Present each line of the entries below that holds the word "when".

[Saved entries]
↓

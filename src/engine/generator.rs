//! The generation pipeline
//!
//! load -> validate -> render -> write -> notebook. All validation happens
//! before the first file is written.

use std::path::PathBuf;

use serde::Serialize;
use tracing::{info, instrument};

use crate::base::{BaseImageResolver, SUPPORTED};
use crate::config::{load_project, validate_image_name};
use crate::error::Result;
use crate::notebook::{NotebookConverter, DEFAULT_CONVERTER};
use crate::writer::{write_artifacts, Artifacts};

/// Project directory used when none is given
pub const DEFAULT_PROJECT_DIR: &str = "/project";

/// Runtime options for a generation run
#[derive(Debug, Clone)]
pub struct GenerateOptions {
    pub project_dir: PathBuf,
    /// Render and validate only, write nothing
    pub dry_run: bool,
    /// Convert README.md into a notebook when present
    pub notebook: bool,
    pub converter: String,
}

impl Default for GenerateOptions {
    fn default() -> Self {
        Self {
            project_dir: PathBuf::from(DEFAULT_PROJECT_DIR),
            dry_run: false,
            notebook: true,
            converter: DEFAULT_CONVERTER.to_string(),
        }
    }
}

/// What a run produced
#[derive(Debug, Clone, Serialize)]
pub struct GenerationReport {
    pub name: String,
    pub base_image: String,
    pub gpu: bool,
    pub dry_run: bool,
    pub files: Vec<PathBuf>,
    pub notebook: Option<PathBuf>,
    /// Rendered dockerfile, only reported on dry runs
    #[serde(skip_serializing_if = "Option::is_none")]
    pub build_spec: Option<String>,
    #[serde(skip)]
    pub artifacts: Artifacts,
}

#[instrument(skip(options), fields(project_dir = %options.project_dir.display()))]
pub fn generate(options: &GenerateOptions) -> Result<GenerationReport> {
    let config = load_project(&options.project_dir)?;
    validate_image_name(&config.name)?;
    let base = BaseImageResolver::new(SUPPORTED).resolve(&config.base)?;

    let artifacts = Artifacts::render(&config, &base);
    let mut report = GenerationReport {
        name: config.name.clone(),
        base_image: base.reference(),
        gpu: base.uses_gpu(),
        dry_run: options.dry_run,
        files: Vec::new(),
        notebook: None,
        build_spec: None,
        artifacts,
    };

    if options.dry_run {
        info!("Dry run, nothing written");
        report.build_spec = Some(report.artifacts.build_spec.clone());
        return Ok(report);
    }

    report.files = write_artifacts(&options.project_dir, &report.artifacts)?;
    if options.notebook {
        report.notebook = NotebookConverter::new(&options.converter).convert(&options.project_dir);
    }
    Ok(report)
}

↑

Written solution
/// Project directory used when none is given
    /// Convert README.md into a notebook when present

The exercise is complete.